▶ Exercise details:
Every line of the records below that has the word "random" should be copied.

START Records shown

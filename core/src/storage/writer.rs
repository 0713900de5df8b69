//! Background writer for state files
//!
//! Writes are queued on an unbounded channel and applied in order on a tokio
//! task, each inside `spawn_blocking`. Enqueueing never blocks the tick.

use std::sync::Arc;
use std::sync::atomic::{AtomicBool, Ordering};

use tokio::sync::{mpsc, oneshot};
use tokio::task::JoinHandle;
use tracing::{debug, error, warn};

use super::{LiveStateSink, LiveStateStore, PendingRewardSink, PendingRewardStore, PersistedEncounterState, StorageError};
use crate::reward::PendingSnapshot;

enum WriteRequest {
    ReplaceLive(Vec<PersistedEncounterState>),
    UpsertLive(PersistedEncounterState),
    RemoveLive(String),
    Pending(PendingSnapshot),
    Flush(oneshot::Sender<()>),
}

/// Cloneable handle to the writer task
#[derive(Debug, Clone)]
pub struct StateWriter {
    tx: mpsc::UnboundedSender<WriteRequest>,
    pending_failed: Arc<AtomicBool>,
}

impl std::fmt::Debug for WriteRequest {
    fn fmt(&self, f: &mut std::fmt::Formatter<'_>) -> std::fmt::Result {
        let name = match self {
            WriteRequest::ReplaceLive(_) => "ReplaceLive",
            WriteRequest::UpsertLive(_) => "UpsertLive",
            WriteRequest::RemoveLive(_) => "RemoveLive",
            WriteRequest::Pending(_) => "Pending",
            WriteRequest::Flush(_) => "Flush",
        };
        f.write_str(name)
    }
}

impl StateWriter {
    /// Start the writer task. Must be called inside a tokio runtime.
    pub fn spawn(live: LiveStateStore, pending: PendingRewardStore) -> (Self, JoinHandle<()>) {
        let (tx, rx) = mpsc::unbounded_channel();
        let pending_failed = Arc::new(AtomicBool::new(false));
        let handle = tokio::spawn(run_writer(rx, live, pending, pending_failed.clone()));
        (Self { tx, pending_failed }, handle)
    }

    /// Wait until every write queued before this call has been applied.
    pub async fn flush(&self) {
        let (done_tx, done_rx) = oneshot::channel();
        if self.tx.send(WriteRequest::Flush(done_tx)).is_ok() {
            let _ = done_rx.await;
        }
    }

    /// Drain outstanding writes and wait for the task to exit. The task only
    /// exits once every other clone of this handle has been dropped.
    pub async fn shutdown(self, task: JoinHandle<()>) {
        self.flush().await;
        drop(self);
        if let Err(e) = task.await {
            error!(error = %e, "State writer task failed");
        }
    }

    fn send(&self, request: WriteRequest) {
        if self.tx.send(request).is_err() {
            warn!("State writer stopped, dropping write");
        }
    }
}

impl LiveStateSink for StateWriter {
    fn persist_all(&self, states: Vec<PersistedEncounterState>) {
        self.send(WriteRequest::ReplaceLive(states));
    }

    fn persist_one(&self, state: PersistedEncounterState) {
        self.send(WriteRequest::UpsertLive(state));
    }

    fn remove(&self, encounter: &str) {
        self.send(WriteRequest::RemoveLive(encounter.to_string()));
    }
}

impl PendingRewardSink for StateWriter {
    fn save_pending(&self, snapshot: PendingSnapshot) {
        self.send(WriteRequest::Pending(snapshot));
    }

    fn take_failure(&self) -> bool {
        self.pending_failed.swap(false, Ordering::SeqCst)
    }
}

async fn run_writer(
    mut rx: mpsc::UnboundedReceiver<WriteRequest>,
    live: LiveStateStore,
    pending: PendingRewardStore,
    pending_failed: Arc<AtomicBool>,
) {
    while let Some(request) = rx.recv().await {
        if let WriteRequest::Flush(done) = request {
            let _ = done.send(());
            continue;
        }

        let is_pending = matches!(request, WriteRequest::Pending(_));
        let (live, pending) = (live.clone(), pending.clone());
        let outcome = tokio::task::spawn_blocking(move || apply(&live, &pending, request)).await;

        let failed = match outcome {
            Ok(Ok(())) => false,
            Ok(Err(e)) => {
                error!(error = %e, "State write failed");
                true
            }
            Err(e) => {
                error!(error = %e, "State write task panicked");
                true
            }
        };
        if failed && is_pending {
            pending_failed.store(true, Ordering::SeqCst);
        }
    }
    debug!("State writer stopped");
}

fn apply(live: &LiveStateStore, pending: &PendingRewardStore, request: WriteRequest) -> Result<(), StorageError> {
    match request {
        WriteRequest::ReplaceLive(states) => live.write_all(&states),
        WriteRequest::UpsertLive(state) => live.upsert(&state),
        WriteRequest::RemoveLive(encounter) => live.remove(&encounter),
        WriteRequest::Pending(snapshot) => pending.save(&snapshot),
        WriteRequest::Flush(done) => {
            let _ = done.send(());
            Ok(())
        }
    }
}

#[cfg(test)]
mod tests {
    use super::*;
    use crate::reward::PendingReward;
    use bossfall_types::{MobId, ParticipantId};

    #[tokio::test]
    async fn test_writes_apply_in_order() {
        let dir = tempfile::tempdir().unwrap();
        let live = LiveStateStore::in_dir(dir.path());
        let pending = PendingRewardStore::in_dir(dir.path());
        let (writer, task) = StateWriter::spawn(live.clone(), pending.clone());

        let state = PersistedEncounterState {
            encounter: "king".to_string(),
            mob: MobId::random(),
            spawn_epoch: 10,
            expire_epoch: Some(20),
        };
        writer.persist_one(state.clone());
        writer.persist_one(PersistedEncounterState {
            encounter: "wraith".to_string(),
            ..state.clone()
        });
        LiveStateSink::remove(&writer, "wraith");

        let mut snapshot = PendingSnapshot::new();
        snapshot.insert(
            ParticipantId::random(),
            vec![PendingReward::Command {
                command: "say hi".to_string(),
            }],
        );
        writer.save_pending(snapshot.clone());

        writer.flush().await;

        assert_eq!(live.load().unwrap(), vec![state]);
        assert_eq!(pending.load().unwrap(), snapshot);
        assert!(!writer.take_failure());

        writer.shutdown(task).await;
    }

    #[tokio::test]
    async fn test_failed_pending_write_raises_flag() {
        let dir = tempfile::tempdir().unwrap();
        // A directory where the file should be makes the rename fail
        let blocked = dir.path().join("pending_rewards.toml");
        std::fs::create_dir_all(blocked.join("occupied")).unwrap();

        let (writer, _task) = StateWriter::spawn(
            LiveStateStore::in_dir(dir.path()),
            PendingRewardStore::new(blocked),
        );
        writer.save_pending(PendingSnapshot::new());
        writer.flush().await;

        assert!(writer.take_failure());
        assert!(!writer.take_failure(), "flag is consumed");
    }
}
//! Status effects a host can report on a mob
//!
//! Only the harmful subset counts toward support contribution.

/// Game ticks per second
pub const TICKS_PER_SECOND: f64 = 20.0;

#[derive(Debug, Clone, Copy, PartialEq, Eq, Hash)]
pub enum StatusEffect {
    // Harmful
    Slowness,
    MiningFatigue,
    InstantDamage,
    Nausea,
    Blindness,
    Hunger,
    Weakness,
    Poison,
    Wither,
    Levitation,
    Unluck,
    Darkness,
    Infested,
    Oozing,
    Weaving,
    WindCharged,
    // Beneficial / neutral
    Speed,
    Haste,
    Strength,
    InstantHealth,
    JumpBoost,
    Regeneration,
    Resistance,
    FireResistance,
    WaterBreathing,
    Invisibility,
    NightVision,
    HealthBoost,
    Absorption,
    Saturation,
    Glowing,
    Luck,
    SlowFalling,
    ConduitPower,
    DolphinsGrace,
    BadOmen,
    HeroOfTheVillage,
}

const NAMES: &[(StatusEffect, &str)] = &[
    (StatusEffect::Slowness, "slowness"),
    (StatusEffect::MiningFatigue, "mining_fatigue"),
    (StatusEffect::InstantDamage, "instant_damage"),
    (StatusEffect::Nausea, "nausea"),
    (StatusEffect::Blindness, "blindness"),
    (StatusEffect::Hunger, "hunger"),
    (StatusEffect::Weakness, "weakness"),
    (StatusEffect::Poison, "poison"),
    (StatusEffect::Wither, "wither"),
    (StatusEffect::Levitation, "levitation"),
    (StatusEffect::Unluck, "unluck"),
    (StatusEffect::Darkness, "darkness"),
    (StatusEffect::Infested, "infested"),
    (StatusEffect::Oozing, "oozing"),
    (StatusEffect::Weaving, "weaving"),
    (StatusEffect::WindCharged, "wind_charged"),
    (StatusEffect::Speed, "speed"),
    (StatusEffect::Haste, "haste"),
    (StatusEffect::Strength, "strength"),
    (StatusEffect::InstantHealth, "instant_health"),
    (StatusEffect::JumpBoost, "jump_boost"),
    (StatusEffect::Regeneration, "regeneration"),
    (StatusEffect::Resistance, "resistance"),
    (StatusEffect::FireResistance, "fire_resistance"),
    (StatusEffect::WaterBreathing, "water_breathing"),
    (StatusEffect::Invisibility, "invisibility"),
    (StatusEffect::NightVision, "night_vision"),
    (StatusEffect::HealthBoost, "health_boost"),
    (StatusEffect::Absorption, "absorption"),
    (StatusEffect::Saturation, "saturation"),
    (StatusEffect::Glowing, "glowing"),
    (StatusEffect::Luck, "luck"),
    (StatusEffect::SlowFalling, "slow_falling"),
    (StatusEffect::ConduitPower, "conduit_power"),
    (StatusEffect::DolphinsGrace, "dolphins_grace"),
    (StatusEffect::BadOmen, "bad_omen"),
    (StatusEffect::HeroOfTheVillage, "hero_of_the_village"),
];

impl StatusEffect {
    /// Effects that count as support against a boss
    pub fn is_harmful(self) -> bool {
        matches!(
            self,
            StatusEffect::Slowness
                | StatusEffect::MiningFatigue
                | StatusEffect::InstantDamage
                | StatusEffect::Nausea
                | StatusEffect::Blindness
                | StatusEffect::Hunger
                | StatusEffect::Weakness
                | StatusEffect::Poison
                | StatusEffect::Wither
                | StatusEffect::Levitation
                | StatusEffect::Unluck
                | StatusEffect::Darkness
                | StatusEffect::Infested
                | StatusEffect::Oozing
                | StatusEffect::Weaving
                | StatusEffect::WindCharged
        )
    }

    /// Effects applied once rather than over a duration
    pub fn is_instant(self) -> bool {
        matches!(self, StatusEffect::InstantDamage | StatusEffect::InstantHealth)
    }

    pub fn name(self) -> &'static str {
        NAMES
            .iter()
            .find(|(effect, _)| *effect == self)
            .map(|(_, name)| *name)
            .unwrap_or("unknown")
    }

    /// Parse a snake_case effect name, case-insensitively
    pub fn from_name(name: &str) -> Option<Self> {
        let name = name.trim().to_ascii_lowercase();
        NAMES
            .iter()
            .find(|(_, candidate)| *candidate == name)
            .map(|(effect, _)| *effect)
    }
}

END Records shown

▶ Exercise solution:
            mob: MobId::random(),
            ParticipantId::random(),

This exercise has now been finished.